2018’s Burn The Priest covers album may have been a treat for fans, but after a five-year-long break from their previous record, ‘VII: Sturm Und Drang’, the modern kings of groove metal Lamb Of God are back for real with their self-titled eighth effort.
This also sees Art Cruz‘s debut behind the drum kit, following last year’s departure of long-time drummer, Chris Adler.
It couldn’t kick off more strongly for opener ‘Memento Mori’. Lots of tension and a withered-sounding croon from Randy Blythe help to set the scene, before a feral “Wake up!” kicks off things off for real and we get their trademark pummelling groove and bone-crushing guitar riffs. Welcome back.
‘Checkmate’ is also another highlight, with hooks, riffs, and their signature groove aplenty. Even if “the American scream” is a little cringe-worthy, it’s otherwise as righteous and on-the-nose as you’d expect lyrically. It turns out the last few years indeed have given Blythe a great deal to work with, and some of the growls on this song, and many others, demonstrate why he’s one of the best vocalists in the business. ‘Gears’ peaks as a song crushing half-time groove, and we’re off to a flying start.
‘New Colossal Hate’ brings more of a swinging feel to proceedings, and Blythe continues to impress. ‘Resurrection Man’ has another impressive riff from Mark Morton, and this is very much Lamb Of God as you’d expect in some ways, but at the same time you’d rather listen to the best band at their craft stick to doing what they do best than their many imitators.

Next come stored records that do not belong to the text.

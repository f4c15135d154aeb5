//! Error types for prompt assembly, tool-call parsing and generation.

use thiserror::Error;

/// Failure reported by the inference engine (tokenizer, detokenizer or decode loop).
#[derive(Debug, Clone, Error, PartialEq, Eq)]
pub enum EngineError {
    #[error("Tokenization failed: {0}")]
    Tokenize(String),

    #[error("Detokenization failed: {0}")]
    Detokenize(String),

    #[error("Generation failed: {0}")]
    Generation(String),

    #[error("Special token {0:?} is not in the vocabulary")]
    UnknownSpecialToken(String),
}

/// Malformed conversation. Fatal to the request, never retried.
#[derive(Debug, Clone, Error, PartialEq, Eq)]
#[error("{0}")]
pub struct ValidationError(pub String);

impl ValidationError {
    pub fn new(message: impl Into<String>) -> Self {
        Self(message.into())
    }
}

/// No expression in a tool region matched a whitelisted signature.
///
/// Carries the original text so the caller can still pass it through.
#[derive(Debug, Clone, Error, PartialEq, Eq)]
#[error("Invalid tool call: {text}")]
pub struct ToolCallSyntaxError {
    pub text: String,
}

impl ToolCallSyntaxError {
    pub fn new(text: impl Into<String>) -> Self {
        Self { text: text.into() }
    }
}

/// Errors that end a generation session before or during prompt building.
#[derive(Debug, Error)]
pub enum SessionError {
    #[error(transparent)]
    Validation(#[from] ValidationError),

    #[error(transparent)]
    Engine(#[from] EngineError),

    #[error("Server is shutting down")]
    ShuttingDown,

    #[error("Inference engine has been released")]
    EngineReleased,
}

/// Result type for engine operations.
pub type EngineResult<T> = Result<T, EngineError>;
//! HTTP front end: Basic auth, a single-worker generation queue and NDJSON
//! streaming of session events.

pub mod auth;
pub mod generation_queue;
pub mod request_parsing;
pub mod response_helpers;
pub mod routes;
pub mod server;
pub mod shutdown;

pub use server::{handle_request, serve, AppState};
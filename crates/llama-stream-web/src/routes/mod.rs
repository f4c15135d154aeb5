// Route handler modules

pub mod generate;
pub mod health;
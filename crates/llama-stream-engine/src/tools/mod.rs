//! Tool-call codecs: conversion between structured [`ToolCall`]s and the
//! text a model writes inside a tool region.

pub mod catalog;
pub mod json;
pub mod pythonic;

use std::collections::HashSet;

use llama_stream_types::{ToolCall, ToolDefinition};

use crate::error::ToolCallSyntaxError;

pub use json::JsonCodec;
pub use pythonic::PythonicCodec;

/// Text <-> structured tool call conversion for one call syntax.
pub trait ToolCallCodec: Send + Sync {
    /// Parse every call in `text`. Invalid calls are dropped with a warning;
    /// if none survive the raw text comes back in the error.
    fn parse(&self, text: &str, whitelist: &ToolWhitelist) -> Result<Vec<ToolCall>, ToolCallSyntaxError>;

    /// Render one call the way the model would have written it.
    fn format(&self, call: &ToolCall) -> String;
}

/// Names a generated call may use.
///
/// Catalog functions are always allowed (subject to their signature); any
/// other name must have been declared in the request.
#[derive(Debug, Clone, Default)]
pub struct ToolWhitelist {
    declared: HashSet<String>,
}

impl ToolWhitelist {
    pub fn from_definitions(tools: &[ToolDefinition]) -> Self {
        Self {
            declared: tools.iter().filter_map(|t| t.name()).map(str::to_string).collect(),
        }
    }

    pub fn check(&self, call: &ToolCall) -> Result<(), String> {
        match catalog::lookup(&call.name) {
            Some(sig) => sig.validate(&call.arguments),
            None if self.declared.contains(&call.name) => Ok(()),
            None => Err(format!("{} is neither built in nor declared", call.name)),
        }
    }
}

/// Canonical wire form of a batch of calls: a JSON array.
pub fn encode_calls(calls: &[ToolCall]) -> String {
    serde_json::to_string(calls).unwrap_or_else(|_| "[]".to_string())
}

#[cfg(test)]
mod tests {
    use super::*;
    use serde_json::json;

    #[test]
    fn test_whitelist_declared_and_catalog() {
        let wl = ToolWhitelist::from_definitions(&[ToolDefinition(json!({"function": {"name": "search"}}))]);
        assert!(wl.check(&ToolCall::new("search").arg("q", "x")).is_ok());
        assert!(wl.check(&ToolCall::new("other")).is_err());
        let valid = ToolCall::new("getRecentChannelMessages").arg("channelIndex", 1).arg("limit", 2);
        assert!(wl.check(&valid).is_ok());
        let invalid = ToolCall::new("getRecentChannelMessages").arg("channelIndex", 1);
        assert!(wl.check(&invalid).is_err());
    }

    #[test]
    fn test_encode_calls_is_array() {
        let out = encode_calls(&[ToolCall::new("a").arg("x", 1)]);
        assert_eq!(out, r#"[{"name":"a","arguments":{"x":1}}]"#);
    }
}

The opening run of songs will undoubtedly sound colossal live when gigs are allowed to take place again, and they may sit amongst their best work. But, probably serving as a reminder that they’re human, there’s a slight dip in proceedings in the second half. Jamey Jasta‘s (Hatebreed) guest vocal feature in ‘Poison Dream’ feels tacked on and a little incongruous, and from then on it doesn’t quite have the same impact as the previous tracks.
Chuck Billy‘s (Testament) guest appearance on ‘Routes’ adds a layer of depth to things, but his vocal performance could be more prominent in the same way that ‘Memento Mori’‘s brooding opening is given a significant length of time to make an impact.
‘Bloodshot Eyes’ is another highlight, and showcases a little more light and shade musically and vocally. While the second half isn’t of the same quality as the first, it undoubtedly ends strong enough.
If you’re a long-time Lamb Of God fan, it’s hard not to imagine being completely taken in with this new collection of songs, with much of its first half possessing potential long-standing mainstays in the Lamb Of God canon.